During the two years pre-guidance release, 37 studies were completed. Average study sample size was 28 (14-48) participants with approximately 8 (6-14) patients per cohort. Estimated glomerular filtration rate (eGFR) is applied to categorize renal function from normal to kidney failure for RI PK studies. Approximately one-third (27%) of studies enrolled kidney failure patients (eGFR<15 mL/min and/or on dialysis), while patients with severe (eGFR 15-29 mL/min) and moderate (eGFR 30-59 mL/min) disease represented the majority of cohorts evaluated. Nearly half (51%) of the studies were conducted in the US, with 35% run in the EU and 5% in Asia. The remaining studies were in multiple geographies. The overall time to completion was 9 (1-22) months.
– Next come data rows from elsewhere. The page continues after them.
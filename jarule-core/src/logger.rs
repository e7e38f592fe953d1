//! Advisory ring-buffer logger. Stands in for the out-of-scope
//! `Log(level, fmt, ...)` transport the firmware would forward to a
//! debug UART; here it's an in-process sink so tests can assert on
//! dispatch decisions (NACK reasons, mute state changes, model
//! activation) without a transport at all.

use core::sync::atomic::{AtomicUsize, Ordering};

const MAX_LOG_ENTRIES: usize = 64;

#[derive(Debug, Clone, Copy, PartialEq, Eq, PartialOrd, Ord)]
pub enum Level {
    Trace,
    Debug,
    Info,
    Warn,
    Error,
}

#[derive(Debug, Clone, Copy)]
pub struct LogRecord {
    pub level: Level,
    pub target: &'static str,
    pub message: &'static str,
}

struct Slot {
    level: Level,
    target: &'static str,
    message: &'static str,
}

const EMPTY_SLOT: Slot = Slot {
    level: Level::Trace,
    target: "",
    message: "",
};

static mut LOG: [Slot; MAX_LOG_ENTRIES] = [EMPTY_SLOT; MAX_LOG_ENTRIES];
static LOG_HEAD: AtomicUsize = AtomicUsize::new(0);
static LOG_COUNT: AtomicUsize = AtomicUsize::new(0);

/// Appends a record to the ring buffer, overwriting the oldest entry
/// once full. Single-threaded cooperative core: no locking required, the
/// same way the rest of this crate treats the shared RDM buffer.
pub fn log(level: Level, target: &'static str, message: &'static str) {
    let head = LOG_HEAD.load(Ordering::Relaxed);
    // SAFETY: single-threaded cooperative execution, no reentrancy across
    // this call; `head` is only ever advanced by this function.
    unsafe {
        LOG[head] = Slot {
            level,
            target,
            message,
        };
    }
    LOG_HEAD.store((head + 1) % MAX_LOG_ENTRIES, Ordering::Relaxed);
    let count = LOG_COUNT.load(Ordering::Relaxed);
    if count < MAX_LOG_ENTRIES {
        LOG_COUNT.store(count + 1, Ordering::Relaxed);
    }
}

/// Iterates the log from oldest to newest entry currently retained.
pub struct LogIterator {
    remaining: usize,
    index: usize,
}

impl Iterator for LogIterator {
    type Item = LogRecord;

    fn next(&mut self) -> Option<LogRecord> {
        if self.remaining == 0 {
            return None;
        }
        // SAFETY: read-only snapshot; writers only append via `log`.
        let slot = unsafe { &LOG[self.index] };
        let record = LogRecord {
            level: slot.level,
            target: slot.target,
            message: slot.message,
        };
        self.index = (self.index + 1) % MAX_LOG_ENTRIES;
        self.remaining -= 1;
        Some(record)
    }
}

pub fn iter() -> LogIterator {
    let count = LOG_COUNT.load(Ordering::Relaxed);
    let head = LOG_HEAD.load(Ordering::Relaxed);
    let start = if count < MAX_LOG_ENTRIES {
        0
    } else {
        head
    };
    LogIterator {
        remaining: count,
        index: start,
    }
}

/// Clears the log. Test-only: a real responder never needs to drop its
/// own history.
#[cfg(test)]
pub fn clear() {
    LOG_HEAD.store(0, Ordering::Relaxed);
    LOG_COUNT.store(0, Ordering::Relaxed);
}

#[macro_export]
macro_rules! log_info {
    ($target:expr, $message:expr) => {
        $crate::logger::log($crate::logger::Level::Info, $target, $message)
    };
}

#[macro_export]
macro_rules! log_warn {
    ($target:expr, $message:expr) => {
        $crate::logger::log($crate::logger::Level::Warn, $target, $message)
    };
}

#[cfg(test)]
mod tests {
    use super::*;

    #[test]
    fn records_round_trip_in_order() {
        clear();
        log(Level::Info, "dispatch", "nack unknown pid");
        log(Level::Warn, "discovery", "muted");
        let records: heapless::Vec<LogRecord, 4> = iter().collect();
        assert_eq!(records.len(), 2);
        assert_eq!(records[0].message, "nack unknown pid");
        assert_eq!(records[1].level, Level::Warn);
    }
}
Of the studies initiated in the two years post-guidance release, 23 were completed and 33 are ongoing. For completed studies, the average number of subjects per study (28, 12-48) and cohort (8, 6-14) were similar to pre-guidance values yet there was a substantial increase (42%) in studies enrolling kidney failure patients. Interestingly, the number of studies conducted in Asia increased to 17% during this period and the time to completion slightly decreased (8, 1-18 months). For ongoing studies, the average sample size jumped to 33 (12-64) subjects, with 9 (6-16) patients enrolled per cohort. A similar number of studies are enrolling kidney failure patients (42%), however, the estimated study duration longer (11, 5-21 months) than completed studies.

Conclusion

The revised guidance recommends to perform sample size justification based on drug PK variability, which can drive number of patient per cohort to 14 or more. While the updated guidance did not seem to have an immediate impact on sample size, ongoing studies are enrolling 5 more participants than previously. This may extend study duration by several months and potentially delay phase 2/3 study initiation. Most drug sponsors are engaging 2 clinical sites for study conduct. Interestingly, fewer studies are being run in the EU, with drug sponsors opting for Asian sites. In addition, more studies are also seeking to enroll kidney failure patients, either as part of a reduced design or because the drug may be intended for this population. Overall, this analysis can assist drug developers plan their future RI studies, as data can be leveraged to set appropriate study timelines and give insight into clinical site geography, to comply with the revised FDA guidance.